TV : émissions recommandées

Sols contaminés : des plantes à la rescousse

Film documentaire de Till Krause, Klaus Uhrig (Allemagne, 2016)
Le 21.01.2017 à 22h35 sur Durée: 52 minutes
Certaines plantes ont cette capacité déconcertante de pomper les métaux lourds concentrés dans les sols et de les stocker dans leurs tissus. On les nomme les « hyperaccumulateurs». Et ils font saliver de plus en plus de monde, écologistes, scientifiques et industriels confondus. Car il s'agit d'en faire une armée de petits ouvriers chargés d'aider à dépolluer les sols contaminés par diverses activités industrielles, et en particulier les sites d'extractions de minerais. C'est déjà le cas en Nouvelle-Calédonie, par exemple, où les mines de nickel font des ravages.

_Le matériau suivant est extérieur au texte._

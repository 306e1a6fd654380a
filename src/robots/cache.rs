use crate::robots::ParsedRobots;
use chrono::{DateTime, Utc};

/// A host's robots.txt policy together with when it was obtained
///
/// Entries live for the whole run; a crawl never re-fetches robots.txt.
#[derive(Debug, Clone)]
pub struct CachedRobots {
    /// The parsed policy
    pub content: ParsedRobots,

    /// When the policy was fetched (or defaulted)
    pub fetched_at: DateTime<Utc>,
}

impl CachedRobots {
    /// Wraps a policy, stamping it with the current time
    pub fn new(content: ParsedRobots) -> Self {
        Self {
            content,
            fetched_at: Utc::now(),
        }
    }

    pub fn is_allowed(&self, url: &str, user_agent: &str) -> bool {
        self.content.is_allowed(url, user_agent)
    }

    pub fn crawl_delay(&self, user_agent: &str) -> Option<std::time::Duration> {
        self.content.crawl_delay(user_agent)
    }
}
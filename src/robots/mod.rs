//! Robots.txt handling module
//!
//! Parsing (over the robotstxt crate), per-host caching, and the filter the
//! workers consult before fetching a page.

mod cache;
mod filter;
mod parser;

pub use cache::CachedRobots;
pub use filter::RobotsFilter;
pub use parser::{ParsedRobots, MAX_CRAWL_DELAY};
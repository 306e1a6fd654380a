//! Robots.txt parser
//!
//! Allow/disallow matching is delegated to the robotstxt crate. The
//! `Crawl-delay` extension is not handled by that crate, so it is read here.

use robotstxt::DefaultMatcher;
use std::sync::Arc;
use std::time::Duration;

/// Parsed robots.txt policy for one host
///
/// An absent body means "allow everything": used when robots.txt is missing,
/// unreachable or answered with an error status.
#[derive(Debug, Clone, Default)]
pub struct ParsedRobots {
    body: Option<Arc<str>>,
}

impl ParsedRobots {
    /// Creates a policy from raw robots.txt content
    pub fn from_content(content: &str) -> Self {
        if content.trim().is_empty() {
            return Self::allow_all();
        }
        Self {
            body: Some(Arc::from(content)),
        }
    }

    /// Creates a permissive policy that allows everything
    pub fn allow_all() -> Self {
        Self { body: None }
    }

    /// Returns true if this policy never disallows anything
    pub fn is_allow_all(&self) -> bool {
        self.body.is_none()
    }

    /// Checks if a URL is allowed for the given product token
    ///
    /// # Arguments
    ///
    /// * `url` - Absolute URL (or path) to check
    /// * `user_agent` - Product token, e.g. the crawler name
    pub fn is_allowed(&self, url: &str, user_agent: &str) -> bool {
        match &self.body {
            None => true,
            Some(body) => {
                let mut matcher = DefaultMatcher::default();
                matcher.one_agent_allowed_by_robots(body, user_agent, url)
            }
        }
    }

    /// Returns the `Crawl-delay` that applies to `user_agent`
    ///
    /// A group naming the agent wins over the `*` group.
    pub fn crawl_delay(&self, user_agent: &str) -> Option<Duration> {
        let body = self.body.as_deref()?;
        let agent = user_agent.to_lowercase();

        let mut group: Vec<String> = Vec::new();
        let mut group_open = false;
        let mut specific = None;
        let mut wildcard = None;

        for line in body.lines() {
            let line = line.split('#').next().unwrap_or("").trim();
            let Some((key, value)) = line.split_once(':') else {
                continue;
            };
            let value = value.trim();

            match key.trim().to_lowercase().as_str() {
                "user-agent" => {
                    // consecutive user-agent lines share one group
                    if !group_open {
                        group.clear();
                        group_open = true;
                    }
                    group.push(value.to_lowercase());
                }
                "crawl-delay" => {
                    group_open = false;
                    let Some(delay) = parse_delay(value) else {
                        continue;
                    };
                    if group
                        .iter()
                        .any(|ua| ua != "*" && !ua.is_empty() && agent.contains(ua.as_str()))
                    {
                        specific.get_or_insert(delay);
                    } else if group.iter().any(|ua| ua == "*") {
                        wildcard.get_or_insert(delay);
                    }
                }
                _ => group_open = false,
            }
        }

        specific.or(wildcard)
    }
}

/// Longest `Crawl-delay` honored; larger values are clamped
pub const MAX_CRAWL_DELAY: Duration = Duration::from_secs(120);

fn parse_delay(value: &str) -> Option<Duration> {
    let secs: f64 = value.parse().ok()?;
    if !secs.is_finite() || secs < 0.0 {
        return None;
    }
    let delay = Duration::try_from_secs_f64(secs).unwrap_or(MAX_CRAWL_DELAY);
    Some(delay.min(MAX_CRAWL_DELAY))
}
//! Tidemark main entry point
//!
//! This is the command-line interface for the Tidemark crawler.

use anyhow::Context;
use clap::Parser;
use std::path::PathBuf;
use tidemark::config::{load_config_with_hash, Config, PolitenessDelay};
use tidemark::crawler::Coordinator;
use tidemark::output::{
    emit_all, read_snapshot, CrawlReport, CsvRecordWriter, ReportHeader, ReportWriter,
};
use tracing_subscriber::EnvFilter;

/// Tidemark: a bounded, polite, focused-domain web crawler
///
/// Tidemark crawls one site from its seeds, staying inside a domain allow-list
/// and respecting robots.txt and per-host politeness delays. It writes fetch,
/// visit and URL-scope records as CSV plus a text report.
#[derive(Parser, Debug)]
#[command(name = "tidemark")]
#[command(version = "1.0.0")]
#[command(about = "A bounded, polite, focused-domain web crawler", long_about = None)]
struct Cli {
    /// Path to TOML configuration file
    #[arg(value_name = "CONFIG")]
    config: PathBuf,

    /// Increase logging verbosity (-v, -vv, -vvv)
    #[arg(short, long, action = clap::ArgAction::Count)]
    verbose: u8,

    /// Suppress non-error output
    #[arg(short, long, conflicts_with = "verbose")]
    quiet: bool,

    /// Validate config and show what would be crawled without actually crawling
    #[arg(long, conflicts_with = "report_only")]
    dry_run: bool,

    /// Rebuild the report from previously written CSV records and exit
    #[arg(long, conflicts_with = "dry_run")]
    report_only: bool,
}

#[tokio::main]
async fn main() -> anyhow::Result<()> {
    let cli = Cli::parse();

    setup_logging(cli.verbose, cli.quiet);

    tracing::info!("Loading configuration from: {}", cli.config.display());
    let (config, config_hash) = load_config_with_hash(&cli.config).map_err(|e| {
        tracing::error!("Failed to load configuration: {}", e);
        e
    })?;
    tracing::info!("Configuration loaded successfully (hash: {})", config_hash);

    if cli.dry_run {
        handle_dry_run(&config);
        Ok(())
    } else if cli.report_only {
        handle_report_only(&config, &config_hash)
    } else {
        handle_crawl(config, config_hash).await
    }
}

/// Sets up the logging/tracing subscriber based on verbosity level
fn setup_logging(verbose: u8, quiet: bool) {
    let filter = if quiet {
        EnvFilter::new("error")
    } else {
        match verbose {
            0 => EnvFilter::new("tidemark=info,warn"),
            1 => EnvFilter::new("tidemark=debug,info"),
            2 => EnvFilter::new("tidemark=trace,debug"),
            _ => EnvFilter::new("trace"),
        }
    };

    tracing_subscriber::fmt()
        .with_env_filter(filter)
        .with_target(false)
        .with_thread_ids(false)
        .with_file(false)
        .init();
}

fn report_header(config: &Config, config_hash: &str) -> ReportHeader {
    ReportHeader {
        site_label: config.output.site_label.clone(),
        worker_count: config.crawler.worker_count,
        config_hash: Some(config_hash.to_string()),
    }
}

/// Handles the --dry-run mode: shows the effective configuration
fn handle_dry_run(config: &Config) {
    println!("=== Tidemark Dry Run ===\n");

    println!("Crawler Configuration:");
    println!("  Max pages: {}", config.crawler.max_pages);
    println!("  Max depth: {}", config.crawler.max_depth);
    println!("  Workers: {}", config.crawler.worker_count);
    match config.crawler.politeness_delay_ms {
        PolitenessDelay::Fixed(ms) => println!("  Politeness delay: {}ms", ms),
        PolitenessDelay::Range { min, max } => {
            println!("  Politeness delay: {}ms - {}ms (drawn once per run)", min, max)
        }
    }
    println!(
        "  Include binary content: {}",
        config.crawler.include_binary_content
    );
    println!("  Request timeout: {}s", config.crawler.request_timeout_secs);
    match config.crawler.crawl_timeout_secs {
        Some(secs) => println!("  Crawl timeout: {}s", secs),
        None => println!("  Crawl timeout: none"),
    }
    println!("  Honor Crawl-delay: {}", config.crawler.honor_crawl_delay);

    println!("\nUser Agent:");
    println!("  {}", config.user_agent.header_value());

    println!("\nSeeds ({}):", config.scope.seeds.len());
    for seed in &config.scope.seeds {
        println!("  - {}", seed);
    }

    println!("\nAllowed Domains ({}):", config.scope.allowed_domains.len());
    for domain in &config.scope.allowed_domains {
        println!("  - {}", domain);
    }

    println!(
        "\nExcluded Extensions: {}",
        config.scope.excluded_extensions.join(" ")
    );

    println!("\nOutput:");
    println!("  Directory: {}", config.output.directory);
    println!("  Site label: {}", config.output.site_label);

    println!("\n✓ Configuration is valid");
    println!(
        "✓ Would start crawling with {} seed URLs",
        config.scope.seeds.len()
    );
}

/// Handles the --report-only mode: rebuilds the report from CSV records
fn handle_report_only(config: &Config, config_hash: &str) -> anyhow::Result<()> {
    let snapshot = read_snapshot(&config.output.directory, &config.output.site_label)
        .with_context(|| {
            format!(
                "reading records for '{}' from {}",
                config.output.site_label, config.output.directory
            )
        })?;

    let header = report_header(config, config_hash);
    let writer = ReportWriter::new(&config.output.directory, header.clone());
    emit_all(&[&writer], &snapshot).context("writing report")?;

    println!("{}", CrawlReport::from_snapshot(&snapshot).render(&header));
    println!("Report saved to {}", writer.path().display());
    Ok(())
}

/// Handles the main crawl operation
async fn handle_crawl(config: Config, config_hash: String) -> anyhow::Result<()> {
    let header = report_header(&config, &config_hash);
    let directory = config.output.directory.clone();
    let site_label = config.output.site_label.clone();

    let coordinator = Coordinator::new(config).context("starting crawl")?;

    let stop = coordinator.stop_handle();
    tokio::spawn(async move {
        if tokio::signal::ctrl_c().await.is_ok() {
            tracing::warn!("Interrupt received, finishing in-flight fetches");
            stop.stop();
        }
    });

    let snapshot = coordinator.run().await.map_err(|e| {
        tracing::error!("Crawl failed: {}", e);
        e
    })?;

    let records = CsvRecordWriter::new(&directory, &site_label);
    let report = ReportWriter::new(&directory, header.clone());
    emit_all(&[&records, &report], &snapshot).context("writing crawl output")?;

    println!("{}", CrawlReport::from_snapshot(&snapshot).render(&header));
    println!("Report saved to {}", report.path().display());
    Ok(())
}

Ce documentaire nous entraîne de l'Australie à la France, en passant par l'Albanie et l'Allemagne, en compagnie de biologistes qui arpentent non des forêts luxuriantes mais des terrils et des carrières. Et de chercheurs qui, dans leurs laboratoires, essayent de mieux exploiter ces plantes précieuses. Car lorsque la concentration de métaux dans les hyperaccumulateurs est forte, il peut être rentable d'en extraire les métaux pour les transformer et les commercialiser. Certes le processus, complexe (il faut récolter la plante, la sécher, la broyer, la réduire en cendres avant de fabriquer les composés), n'est pas en mesure de concurrencer les techniques traditionnelles d'extraction de minerais. Mais une révolution scientifique serait en marche, assurent les auteurs de ce film fort instructif. (Télérama)

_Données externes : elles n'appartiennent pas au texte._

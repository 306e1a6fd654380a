use crate::config::ScopeConfig;
use crate::url::domain::extract_host;
use crate::url::matcher::matches_domain;
use url::Url;

/// Whether a URL lies inside the crawl's domain allow-list
#[derive(Debug, Clone, Copy, PartialEq, Eq, Hash)]
pub enum UrlScope {
    InScope,
    OutOfScope,
}

impl UrlScope {
    /// Indicator written to the URL record stream
    pub fn indicator(&self) -> &'static str {
        match self {
            Self::InScope => "OK",
            Self::OutOfScope => "N_OK",
        }
    }

    /// Parses an indicator, accepting both the short and the long spelling
    pub fn from_indicator(s: &str) -> Option<Self> {
        match s.trim() {
            "OK" | "IN_SCOPE" => Some(Self::InScope),
            "N_OK" | "OUT_OF_SCOPE" => Some(Self::OutOfScope),
            _ => None,
        }
    }
}

/// Outcome of running a URL through the scope policy
#[derive(Debug, Clone, Copy, PartialEq, Eq)]
pub struct ScopeDecision {
    /// Host matches the allow-list
    pub in_scope: bool,
    /// Path ends in a denied extension
    pub excluded: bool,
}

impl ScopeDecision {
    /// A URL is fetched only when in scope and not excluded
    pub fn is_eligible(&self) -> bool {
        self.in_scope && !self.excluded
    }

    /// Scope indicator for urlStats; exclusion does not affect it
    pub fn scope(&self) -> UrlScope {
        if self.in_scope {
            UrlScope::InScope
        } else {
            UrlScope::OutOfScope
        }
    }
}

/// Pure decision logic for discovered URLs
#[derive(Debug, Clone)]
pub struct ScopePolicy {
    allowed_domains: Vec<String>,
    excluded_extensions: Vec<String>,
}

impl ScopePolicy {
    /// Creates a policy; domains and extensions are lower-cased and extensions
    /// get a leading dot if they lack one
    pub fn new<D, E>(allowed_domains: D, excluded_extensions: E) -> Self
    where
        D: IntoIterator,
        D::Item: AsRef<str>,
        E: IntoIterator,
        E::Item: AsRef<str>,
    {
        let allowed_domains = allowed_domains
            .into_iter()
            .map(|d| d.as_ref().trim().to_lowercase())
            .filter(|d| !d.is_empty())
            .collect();

        let excluded_extensions = excluded_extensions
            .into_iter()
            .map(|e| {
                let e = e.as_ref().trim().to_lowercase();
                if e.starts_with('.') {
                    e
                } else {
                    format!(".{}", e)
                }
            })
            .filter(|e| e.len() > 1)
            .collect();

        Self {
            allowed_domains,
            excluded_extensions,
        }
    }

    /// Builds the policy from the `[scope]` config section
    pub fn from_config(config: &ScopeConfig) -> Self {
        Self::new(&config.allowed_domains, &config.excluded_extensions)
    }

    /// Classifies a URL
    pub fn classify(&self, url: &Url) -> ScopeDecision {
        ScopeDecision {
            in_scope: self.is_in_scope(url),
            excluded: self.is_excluded(url),
        }
    }

    /// True iff the URL's host matches an allow-listed domain
    pub fn is_in_scope(&self, url: &Url) -> bool {
        match extract_host(url) {
            Some(host) => self
                .allowed_domains
                .iter()
                .any(|domain| matches_domain(domain, &host)),
            None => false,
        }
    }

    /// True iff the URL path ends with a denied extension (case-insensitive)
    pub fn is_excluded(&self, url: &Url) -> bool {
        let path = url.path().to_lowercase();
        self.excluded_extensions
            .iter()
            .any(|ext| path.ends_with(ext.as_str()))
    }
}
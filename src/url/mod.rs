//! URL handling module for Tidemark
//!
//! This module provides URL parsing, canonicalization for deduplication, host
//! extraction, domain allow-list matching, and the scope & filter policy that
//! decides which discovered URLs are eligible for fetching.

mod domain;
mod matcher;
mod normalize;
mod scope;

pub use domain::{extract_host, host_key, robots_url};
pub use matcher::matches_domain;
pub use normalize::{canonicalize, parse_crawl_url};
pub use scope::{ScopeDecision, ScopePolicy, UrlScope};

Jérôme Bosch, le diable aux ailes d'ange

Film documentaire de Nathalie Plicot, Eve Ramboz (France, 2016)
Le 22.01.2017 à 09h25 sur Durée: 60 minutes
Si Le Jardin des délices est l'un des tableaux les plus célèbres de Jérôme Bosch, son titre conviendrait à merveille à cette évocation du plus énigmatique des peintres. Les créatures grouillant dans ses œuvres s'animent avec une telle subtilité que nous avons l'impression que c'est notre regard, notre imagination, qui les met en branle, accompagnées par des musiques à l'unisson des zooms portés intelligemment sur certains symboles. Religieux, d'abord. Par exemple, chez l'artiste, d'une piété rigoureuse, le poisson représente le Christ sauveur, et le chardonneret, sa passion ; le hibou, tapi dans l'obscurité, scrute notre inconscient.

Contempteur à l'humour grinçant des péchés quotidiens auxquels nous sommes soumis et des débauches d'un clergé indigne, Jérôme Bosch ne quitta jamais Bois-le-Duc. Le monde vint à lui. Il intègre ainsi dans son univers l'humanisme d'Erasme, les tortures effroyables de l'Inquisition, la menace islamique après la chute de Constantinople, la révolution copernicienne... Philippe II d'Espagne lui commande cinq tableaux sur les vingt-six connus, et Philippe le Beau, fondateur de la dynastie de Habsbourg, paya d'avance, geste incroyable pour l'époque, les panneaux du Jugement dernier. Quel joyeux sabbat ! Le Mal cheminant constamment au bras du Bien ! Le mysticisme et la pornographie communiant dans la même énergie ! Comme dans Le Jardin des délices, nous dit Reindert Falkenburg, professeur d'histoire de l'art, nous invitant à lire cette saga comme on le ferait d'une série télé. Une heure de régal. (Télérama)


Le Parrain

Film long métrage de Francis Ford Coppola (USA, 1972)
Le 22.01.2017 à 20h45 sur Durée: 170 minutes
Ce n'est pas un film de gangsters. Du best-seller complaisant de Mario Puzo sur un chef mafieux, Coppola a tiré une tragédie familiale. La Mafia n'est qu'un prétexte pour faire entrer la violence, le crime et la trahison dans l'histoire de cette famille. Le personnage principal n'est pas Marlon Brando, qui disparaît presque totalement au quart du film, mais un quasi-débutant nommé Al Pacino. Le Parrain, ou l'histoire tragique de Michael Corleone, fils de Vito. S'il réprouve d'abord les pratiques criminelles de sa famille, il sera amené, mû par un destin inexorable, à prendre la place de son père, renonçant ainsi à tous ses idéaux.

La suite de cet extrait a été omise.